■ What is expected
Every line below that holds the string "axis" should be copied out.

■ Items from a dataset
--------------------------------
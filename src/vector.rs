use std::fmt;
use std::ops::{Add, AddAssign, Div, Mul, Neg, Sub};

use serde::{Deserialize, Serialize};

/// Two-axis value used for positions (mm), errors, tilt angles (rad) and
/// actuator commands. No unit conversion happens here.
#[derive(Clone, Copy, Debug, Default, PartialEq, Serialize, Deserialize)]
pub struct Vector2 {
    pub x: f64,
    pub y: f64,
}

impl Vector2 {
    pub const ZERO: Vector2 = Vector2 { x: 0.0, y: 0.0 };

    pub const fn new(x: f64, y: f64) -> Self {
        Self { x, y }
    }

    pub fn splat(v: f64) -> Self {
        Self { x: v, y: v }
    }

    pub fn norm(&self) -> f64 {
        self.x.hypot(self.y)
    }

    pub fn distance(&self, other: Vector2) -> f64 {
        (*self - other).norm()
    }

    /// Apply `f` to each axis independently.
    pub fn map(self, f: impl Fn(f64) -> f64) -> Self {
        Self::new(f(self.x), f(self.y))
    }

    /// Combine two vectors axis by axis.
    pub fn zip_map(self, other: Vector2, f: impl Fn(f64, f64) -> f64) -> Self {
        Self::new(f(self.x, other.x), f(self.y, other.y))
    }

    /// Component-wise product.
    pub fn scale(self, factors: Vector2) -> Self {
        self.zip_map(factors, |a, b| a * b)
    }

    pub fn is_finite(&self) -> bool {
        self.x.is_finite() && self.y.is_finite()
    }
}

/// Sign of `v` as -1, 0 or 1. Unlike `f64::signum`, zero maps to zero.
pub fn sign(v: f64) -> f64 {
    if v > 0.0 {
        1.0
    } else if v < 0.0 {
        -1.0
    } else {
        0.0
    }
}

impl Add for Vector2 {
    type Output = Vector2;

    fn add(self, rhs: Vector2) -> Vector2 {
        Vector2::new(self.x + rhs.x, self.y + rhs.y)
    }
}

impl AddAssign for Vector2 {
    fn add_assign(&mut self, rhs: Vector2) {
        self.x += rhs.x;
        self.y += rhs.y;
    }
}

impl Sub for Vector2 {
    type Output = Vector2;

    fn sub(self, rhs: Vector2) -> Vector2 {
        Vector2::new(self.x - rhs.x, self.y - rhs.y)
    }
}

impl Mul<f64> for Vector2 {
    type Output = Vector2;

    fn mul(self, rhs: f64) -> Vector2 {
        Vector2::new(self.x * rhs, self.y * rhs)
    }
}

impl Div<f64> for Vector2 {
    type Output = Vector2;

    fn div(self, rhs: f64) -> Vector2 {
        Vector2::new(self.x / rhs, self.y / rhs)
    }
}

impl Neg for Vector2 {
    type Output = Vector2;

    fn neg(self) -> Vector2 {
        Vector2::new(-self.x, -self.y)
    }
}

impl From<(f64, f64)> for Vector2 {
    fn from((x, y): (f64, f64)) -> Self {
        Self::new(x, y)
    }
}

impl fmt::Display for Vector2 {
    fn fmt(&self, f: &mut fmt::Formatter<'_>) -> fmt::Result {
        write!(f, "({:.1}, {:.1})", self.x, self.y)
    }
}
--------------------------------
■ Solution for this problem
/// Two-axis value used for positions (mm), errors, tilt angles (rad) and
    /// Apply `f` to each axis independently.
    /// Combine two vectors axis by axis.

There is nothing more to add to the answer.